Hotel Juenmi

Aus Tradition wird Moderne

Schuhe aus, rein in die Pantoffeln, „aaaaawww“ so fühlt sich zu Hause ankommen an – a great feeling! So hat es sich in den 1950ern bestimmt auch angefühlt, als Familie Guggenberger ihr Eigenheim bezog. Für mich jedenfalls fühlte und fühlt es sich auch heute noch so an. Seit 1965 bin ich nun Stammgast. Echt, das glaubt keiner. Aber sicher, und ich kann Euch so einiges von meinen Erlebnissen rund um das juenmi und die Osttiroler Dolomiten erzählen. In den 80er-Jahren wurde viel umgebaut und saniert und mein Zimmer wurde echt schick gestaltet und hatte nun sein eigenes Badezimmer. Stell dir vor! A little bit of luxury hätte man damals gesagt. Auch der alte Aufenthaltsraum, in dem wir so manch gesellige Stunden erlebten, wurde damals aufgegeben und Ingrids Großeltern erweiterten das Haus um einen lichtdurchfluteten Frühstücksraum an der Südseite des Hauses. 
Gesellig und herzlich war die Atmosphäre weiterhin. Den Jahrtausendwechsel erlebte ich natürlich auch wieder hier in meinem persönlichen place to be für Dich und mich. Tochter Maria führte nun schon seit ein paar Jahren erfolgreich den Familienbetrieb. Ihr Mann Manfred unterstützte sie in letzter Zeit tatkräftig und wir hatten es immer nett, wenn er einen selbst gemachten Zirbenschnaps ausgab. Nun haben die beiden entschieden, es ein wenig ruhiger anzugehen und ihre Tochter Ingrid ist nun mit Ehemann Martin an der Reihe. Ich fühle mich hier einfach wohl und das liegt daran, dass neben Erneuerung und Modernisierung eine Tradition über die Jahre auf jeden Fall erhalten blieb, nämlich der private und persönliche Umgang mit uns Gästen.
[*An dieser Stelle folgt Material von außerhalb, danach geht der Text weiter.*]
//! Retry policy for completion requests
//!
//! Up to 7 attempts. Backoff doubles from a 2-second base and is clamped at
//! 8 seconds; a server-provided `Retry-After` (seconds or HTTP-date) replaces
//! the computed delay, under the same clamp.

use std::time::Duration;

use crate::constants::retry::{BASE_RETRY_DELAY, MAX_RETRY_DELAY};

/// Statuses worth retrying: request timeout, rate limiting, gateway trouble,
/// and anything in the 5xx band.
pub fn is_retryable_status(status: u16) -> bool {
    matches!(status, 408 | 429 | 502 | 503 | 504) || (500..600).contains(&status)
}

/// Delay before the retry following `attempt` (1-based).
pub fn retry_delay_for_attempt(attempt: u32) -> Duration {
    let factor = 1u32 << (attempt - 1).min(31);
    BASE_RETRY_DELAY
        .checked_mul(factor)
        .map(|d| d.min(MAX_RETRY_DELAY))
        .unwrap_or(MAX_RETRY_DELAY)
}

/// Parse a `Retry-After` header value.
///
/// Accepts an integer number of seconds or an HTTP-date. Non-positive delays
/// are treated as absent; everything is clamped at the retry ceiling.
pub fn parse_retry_after(header_value: &str) -> Option<Duration> {
    let v = header_value.trim();
    if v.is_empty() {
        return None;
    }

    if let Ok(seconds) = v.parse::<i64>() {
        if seconds <= 0 {
            return None;
        }
        return Some(Duration::from_secs(seconds as u64).min(MAX_RETRY_DELAY));
    }

    if let Ok(date) = httpdate::parse_http_date(v) {
        let delay = date.duration_since(std::time::SystemTime::now()).ok()?;
        if delay.is_zero() {
            return None;
        }
        return Some(delay.min(MAX_RETRY_DELAY));
    }

    None
}

#[cfg(test)]
mod tests {
    use super::*;
    use crate::constants::retry::MAX_REQUEST_ATTEMPTS;

    #[test]
    fn retryable_statuses() {
        assert!(is_retryable_status(408));
        assert!(is_retryable_status(429));
        assert!(is_retryable_status(502));
        assert!(is_retryable_status(503));
        assert!(is_retryable_status(504));
        assert!(is_retryable_status(500));
        assert!(is_retryable_status(599));
        assert!(!is_retryable_status(200));
        assert!(!is_retryable_status(400));
        assert!(!is_retryable_status(401));
        assert!(!is_retryable_status(404));
    }

    #[test]
    fn backoff_schedule_is_2_4_8_capped() {
        let secs: Vec<u64> = (1..MAX_REQUEST_ATTEMPTS)
            .map(|a| retry_delay_for_attempt(a).as_secs())
            .collect();
        assert_eq!(secs, vec![2, 4, 8, 8, 8, 8]);
    }

    #[test]
    fn retry_after_seconds_clamped() {
        assert_eq!(parse_retry_after("3"), Some(Duration::from_secs(3)));
        assert_eq!(parse_retry_after("120"), Some(Duration::from_secs(8)));
        assert_eq!(parse_retry_after("0"), None);
        assert_eq!(parse_retry_after("-5"), None);
        assert_eq!(parse_retry_after(""), None);
        assert_eq!(parse_retry_after("soon"), None);
    }

    #[test]
    fn retry_after_http_date() {
        let future = std::time::SystemTime::now() + Duration::from_secs(120);
        let header = httpdate::fmt_http_date(future);
        let parsed = parse_retry_after(&header).unwrap();
        assert_eq!(parsed, Duration::from_secs(8));

        let past = std::time::SystemTime::now() - Duration::from_secs(60);
        assert_eq!(parse_retry_after(&httpdate::fmt_http_date(past)), None);
    }
}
Ich reise viel und fühle mich irgendwie sehr international. Aber hier in Sillian ist es wie zu Hause. Deswegen werde ich auch zukünftig meine weiteren Urlaube immer wieder bei den Guggenbergers und Juens verbringen und die zauberhaften Momenten in dieser traumhaft schönen Natur- und Bergwelt genießen.

Die Pension wurde im Laufe der Jahrzehnte immer moderner und geräumiger. WLAN, Lounge und immer mehr Komfort kamen hinzu. Ja und nur dass Ihr es wisst, es wird schon wieder fleißig umgebaut – sorry, es wurde – ist ja schon alles fertig. Ich will mir auf jeden Fall anschauen, was aus dem alten Guggenbergerhaus geworden ist. Und so freue ich mich schon auf die nächsten Glücksmomente im juenmi, denn das „Aaawww-Gefühl“ and a sensation of coming home habe ich noch immer, wenn ich hierher nach Sillian ins juenmi reise.
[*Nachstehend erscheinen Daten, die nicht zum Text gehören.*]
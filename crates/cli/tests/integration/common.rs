//! Shared test helpers for CLI integration tests.

use std::path::PathBuf;

use assert_cmd::Command;
use assert_cmd::cargo::cargo_bin_cmd;
use pubwin_lib::testutil::FakeToolchain;
use tempfile::TempDir;

/// Isolated test environment.
///
/// Each test gets its own temporary root and a fake toolchain that records
/// its arguments.
pub struct TestEnv {
  pub temp: TempDir,
  toolchain: Option<FakeToolchain>,
}

impl TestEnv {
  /// Create an environment whose toolchain exits with `exit_code`.
  pub fn with_toolchain(exit_code: i32) -> Self {
    Self::build(exit_code, None)
  }

  /// Create an environment whose toolchain also writes `name` with `size` bytes on publish.
  pub fn with_artifact(name: &str, size: u64) -> Self {
    Self::build(0, Some((name, size)))
  }

  /// Create an environment with no toolchain at all.
  pub fn without_toolchain() -> Self {
    Self {
      temp: TempDir::new().unwrap(),
      toolchain: None,
    }
  }

  fn build(exit_code: i32, artifact: Option<(&str, u64)>) -> Self {
    let temp = TempDir::new().unwrap();
    let toolchain = FakeToolchain::new(temp.path(), exit_code, artifact);
    Self {
      temp,
      toolchain: Some(toolchain),
    }
  }

  /// Workspace root (isolated per test).
  pub fn root_path(&self) -> PathBuf {
    let p = self.temp.path().join("root");
    std::fs::create_dir_all(&p).unwrap();
    dunce::canonicalize(&p).unwrap_or(p)
  }

  /// Default output directory for an architecture.
  pub fn output_path(&self, arch: &str) -> PathBuf {
    self.root_path().join("artifacts").join(format!("win-{}", arch))
  }

  /// Arguments passed to the toolchain, one entry per invocation.
  pub fn calls(&self) -> Vec<String> {
    self.toolchain.as_ref().map(FakeToolchain::calls).unwrap_or_default()
  }

  /// Get a pre-configured Command for the pubwin binary.
  ///
  /// Sets environment variables for isolated testing:
  /// - `PUBWIN_ROOT`: Isolated root path
  /// - `PUBWIN_TOOLCHAIN`: The fake toolchain, or a program that does not exist
  pub fn pubwin_cmd(&self) -> Command {
    let toolchain = match &self.toolchain {
      Some(fake) => fake.program_path().to_path_buf(),
      None => self.temp.path().join("missing-toolchain"),
    };

    let mut cmd: Command = cargo_bin_cmd!("pubwin");
    cmd.env("PUBWIN_ROOT", self.root_path());
    cmd.env("PUBWIN_TOOLCHAIN", toolchain);
    cmd.env_remove("RUST_LOG");
    cmd
  }
}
Warum es jetzt juenmi heißt? Nun, der Nachname von Ingrid lautet Juen und die beiden Initialen von Martin und Ingrid bringen den Rest – oder eben alles. Ich muss sagen: juenmi – I like it really much.

Ein paar Details im Haus erinnern immer noch an die Zeit von Maria und Josef Guggenberger. Wer schon einmal im juenmi gefrühstückt hat, der weiß, dass es in Omas Stube besonders nett ist. Das Getäfel und die Ziervorhänge wurden in den 80er Jahren mit viel Liebe zum Detail und auch zum regionalen Handwerk von den beiden Hausherren ausgesucht. Auch die Klivien stehen immer noch wie früher in den Fenstern und erfreuen die Gäste mit ihren schönen tieforangen Blüten. Ja, und der Name Guggenberger ist natürlich auch nicht voll und ganz von der Bildfläche verschwunden. So können Gäste, die gerne auch mal im Urlaub selber kochen, das Studio-Apartment „Guggenberger“ mieten. Es ist dort entstanden, wo Maria und Josef Guggenberger einst ihre privaten vier Wände hatten.

Die Berge und Du … juenmi liegt am Fuße der wunderbaren Welt der Dolomiten, einfach zum Greifen nah. Einsame Berggipfel gemeinsam erleben – that’s fun.

Du und ich im Winterspaß … juenmi liegt zentral umgeben von unzähligen Ski- und Rodelpisten in den Dolomiten. Winterspaß ohne Ende – oh yeah.